That’s why your girl ignored her the whole time, without actively cheating by lying about her husband/kids, she was hoping she would just disappear or that you wouldn’t notice she was saying shit so that she could keep getting the good feels off you and eventually fuck you (even though that makes no actual logistical sense, she just hopes it’ll “just happen” somehow…our job is to find ways to allow it to happen).

“It was very hard to have a conversation while being constantly interrupted like that.”

Again that’s why I stopped kino’ing my sets and started focusing on lasers, sexual topics, etc lol

“HB7 was literally SHOUTING at me that HB6 is married. SHOUTING that I had better know where I was going..I just smiled and teased her but a lot of the verbals they didn’t register – they probably saw that I was holding frame though.”

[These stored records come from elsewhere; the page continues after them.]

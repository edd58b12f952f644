// src/pdf/layout.rs
//! Lays an [`ApplicationRecord`] out onto A4 pages.
//!
//! Page breaks happen only at overflow checkpoints: after Personal Information,
//! after Education, after each work entry, before Additional Information,
//! before each motivation line and before each continuation line of a wrapped
//! value. Single-line rows between checkpoints may drift past the threshold.

use chrono::NaiveDate;

use super::cursor::LayoutCursor;
use super::geometry::*;
use super::page::{DrawOp, LaidOutDocument};
use crate::types::ApplicationRecord;
use crate::utils::{non_blank, or_placeholder, thai_date};

const TITLE: &str = "i-Clean";
const SUBTITLE: &str = "Job Application Form";
const FOOTER: &str = "Generated by i-Clean Application System";
pub const NO_EXPERIENCE: &str = "No work experience provided";

const BODY_SIZE: f32 = 10.0;

pub struct ApplicationLayout<'a> {
    record: &'a ApplicationRecord,
    issued_on: NaiveDate,
    cursor: LayoutCursor,
    output: LaidOutDocument,
}

impl<'a> ApplicationLayout<'a> {
    pub fn compose(record: &'a ApplicationRecord, issued_on: NaiveDate) -> LaidOutDocument {
        let mut layout = Self {
            record,
            issued_on,
            cursor: LayoutCursor::new(),
            output: LaidOutDocument::default(),
        };

        layout.banner();
        layout.metadata();

        layout.personal_information();
        layout.cursor.break_if_past(OVERFLOW_THRESHOLD);

        layout.education();
        layout.cursor.break_if_past(OVERFLOW_THRESHOLD);

        layout.work_experience();
        layout.cursor.break_if_past(ADDITIONAL_INFO_THRESHOLD);

        layout.additional_information();
        layout.footer();

        layout.output
    }

    fn text(&mut self, x: f32, font: Font, size: f32, color: Color, text: impl Into<String>) {
        self.text_at(x, self.cursor.y(), font, size, color, text);
    }

    fn text_at(
        &mut self,
        x: f32,
        y: f32,
        font: Font,
        size: f32,
        color: Color,
        text: impl Into<String>,
    ) {
        let op = DrawOp::Text {
            x,
            y,
            font,
            size,
            color,
            text: text.into(),
        };
        self.output.push(self.cursor.page_index(), op);
    }

    fn banner(&mut self) {
        self.output.push(
            0,
            DrawOp::FillRect {
                x: 0.0,
                y: 0.0,
                width: PAGE_WIDTH,
                height: BANNER_HEIGHT,
                color: ACCENT,
            },
        );
        self.text_at(LABEL_X, 30.0, Font::Bold, 28.0, WHITE, TITLE);
        self.text_at(LABEL_X, 65.0, Font::Regular, 14.0, WHITE, SUBTITLE);
    }

    fn metadata(&mut self) {
        let id = format!("Application ID: {}", self.record.id);
        let date = format!("Date: {}", thai_date(self.issued_on));
        self.text(LABEL_X, Font::Regular, BODY_SIZE, MUTED, id);
        self.text(DATE_X, Font::Regular, BODY_SIZE, MUTED, date);
        self.cursor.advance(30.0);
    }

    fn section_header(&mut self, title: &str) {
        self.text(LABEL_X, Font::Bold, 14.0, ACCENT, title);
        let rule = DrawOp::Line {
            x1: LABEL_X,
            x2: RULE_END_X,
            y: self.cursor.y() + RULE_OFFSET,
            width: 2.0,
            color: ACCENT,
        };
        self.output.push(self.cursor.page_index(), rule);
        self.cursor.advance(SECTION_HEADER_HEIGHT);
    }

    /// Label/value row. Absent values show the placeholder; wrapped values
    /// push the row down by one line height per extra line and continue on
    /// a new page once past the overflow threshold.
    fn field(&mut self, label: &str, value: Option<&str>) {
        let value = or_placeholder(value).to_string();
        self.text(LABEL_X, Font::Bold, BODY_SIZE, BLACK, label);

        let lines = wrap_text(&value, Font::Regular, BODY_SIZE, VALUE_WIDTH);
        for (index, line) in lines.into_iter().enumerate() {
            if index > 0 {
                self.cursor.advance(WRAPPED_LINE_HEIGHT);
                self.cursor.break_if_past(OVERFLOW_THRESHOLD);
            }
            self.text(VALUE_X, Font::Regular, BODY_SIZE, BODY, line);
        }

        self.cursor.advance(ROW_HEIGHT);
    }

    fn personal_information(&mut self) {
        let record = self.record;
        let info = &record.personal_info;
        let address = &info.address;

        self.section_header("Personal Information");
        self.field("Position Applied:", Some(record.position.as_str()));
        self.field("Full Name (Thai):", Some(info.fullname_th.as_str()));
        self.field("Full Name (English):", info.fullname_en.as_deref());
        self.field("Gender:", Some(gender_label(&info.gender)));

        // Age sits on the same row as the birth date.
        let age = format!("(Age: {} years)", or_placeholder(Some(info.age.as_str())));
        self.text(AGE_X, Font::Regular, BODY_SIZE, BODY, age);
        self.field("Date of Birth:", Some(info.birthdate.as_str()));

        self.field("Nationality:", info.nationality.as_deref());
        self.field("ID Card Number:", Some(info.id_card.as_str()));
        self.field("Phone:", Some(info.phone.as_str()));
        self.field("LINE ID:", Some(info.line_id.as_str()));
        self.field("Email:", Some(info.email.as_str()));
        self.field("Address:", address.full.as_deref());

        let location = format!(
            "{}, {}, {} {}",
            or_placeholder(address.subdistrict.as_deref()),
            or_placeholder(address.district.as_deref()),
            or_placeholder(address.province.as_deref()),
            or_placeholder(address.zipcode.as_deref()),
        );
        self.field("Location:", Some(location.as_str()));
        self.cursor.advance(10.0);
    }

    fn education(&mut self) {
        let record = self.record;
        self.section_header("Education");

        for (level, slot) in record.education.slots() {
            if !slot.is_present() {
                continue;
            }
            let summary = format!(
                "{} ({}) - {}",
                or_placeholder(slot.school.as_deref()),
                or_placeholder(slot.major.as_deref()),
                or_placeholder(slot.year.as_deref()),
            );
            self.field(level.label(), Some(summary.as_str()));
        }

        self.cursor.advance(10.0);
    }

    fn work_experience(&mut self) {
        let record = self.record;
        self.section_header("Work Experience");

        let entries = &record.work_experience;
        if entries.is_empty() {
            self.text(LABEL_X, Font::Regular, BODY_SIZE, MUTED, NO_EXPERIENCE);
            self.cursor.advance(25.0);
            return;
        }

        for (index, work) in entries.iter().enumerate() {
            let heading = format!("Experience {}:", index + 1);
            self.text(LABEL_X, Font::Bold, 11.0, ACCENT, heading);
            self.cursor.advance(SUBHEADING_HEIGHT);

            let duration = format!(
                "{} to {}",
                or_placeholder(work.start.as_deref()),
                or_placeholder(work.end.as_deref()),
            );
            self.field("Company:", Some(work.company.as_str()));
            self.field("Position:", work.position.as_deref());
            self.field("Duration:", Some(duration.as_str()));
            self.field("Reason for Leaving:", work.reason.as_deref());
            self.cursor.advance(5.0);

            self.cursor.break_if_past(OVERFLOW_THRESHOLD);
        }
    }

    fn additional_information(&mut self) {
        let record = self.record;
        let info = &record.additional_info;
        self.section_header("Additional Information");

        let salary = non_blank(info.expected_salary.as_deref()).map(|s| format!("{} THB", s));
        self.field("Special Skills:", info.special_skills.as_deref());
        self.field("Expected Salary:", salary.as_deref());
        self.field("Available Start Date:", info.start_date.as_deref());

        match non_blank(info.motivation.as_deref()) {
            Some(motivation) => {
                self.text(LABEL_X, Font::Bold, BODY_SIZE, BLACK, "Motivation:");
                self.cursor.advance(15.0);

                for line in wrap_text(motivation, Font::Regular, BODY_SIZE, PARAGRAPH_WIDTH) {
                    self.cursor.break_if_past(OVERFLOW_THRESHOLD);
                    self.text(LABEL_X, Font::Regular, BODY_SIZE, BODY, line);
                    self.cursor.advance(WRAPPED_LINE_HEIGHT);
                }
            }
            None => self.field("Motivation:", None),
        }
    }

    /// Drawn once, on the last page. A page is added when content already
    /// reaches into the footer band.
    fn footer(&mut self) {
        if self.cursor.check_overflow(FOOTER_CLEARANCE) {
            self.cursor.new_page();
        }
        let x = (PAGE_WIDTH - Font::Regular.text_width(FOOTER, 8.0)) / 2.0;
        self.text_at(x, FOOTER_Y, Font::Regular, 8.0, FAINT, FOOTER);
    }
}

fn gender_label(gender: &str) -> &str {
    match gender.trim().to_lowercase().as_str() {
        "male" => "Male",
        "female" => "Female",
        _ => or_placeholder(Some(gender)),
    }
}

pub fn footer_caption() -> &'static str {
    FOOTER
}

’cause she’s not getting anything out of any of this. If you hadn’t triggered her cockblock alarm you might be able to just occasionally include her in the conversation and that might be enough for her to let you and your girl do your thing, but now 1) she’s getting ignored by her friend which feels shitty, 2) she doesn’t want her friend to cheat (either for her own reasons or her friend has asked her to make sure she doesn’t cheat or she just knows her friend will regret it in the morning) but can’t seem to stop you, and 3) she’s not being included in the fun and experiencing the good feels and gina tingles so she BETTER at least be going in the right direction. She may have sensed that you guys were going in the wrong direction at that point too (could’ve seen a landmark she remembers).

This is also why a 3-set is often easier solo than a 2-set…in a 2-set, unless you can grab some random dude and throw him on the friend, engaging one friend means the other is stuck being ignored and left out (unless you game both and shoot for a 3-some or let them fight over you). Whereas in a 3-set the other two friends can talk to eachother while you talk to the 3rd girl.

“HB6 (I think) wanted to take a selfie with me”

If she did it’s probably because she’s realizing she might not be able to fuck you and at least then she has a memory of the high-value guy she met which is better than nothing.

“but HB7 got her phone out and wanted a pic of the two of them”

Probably knows it’s not a good idea for her friend to have pics of her with a dude on her phone.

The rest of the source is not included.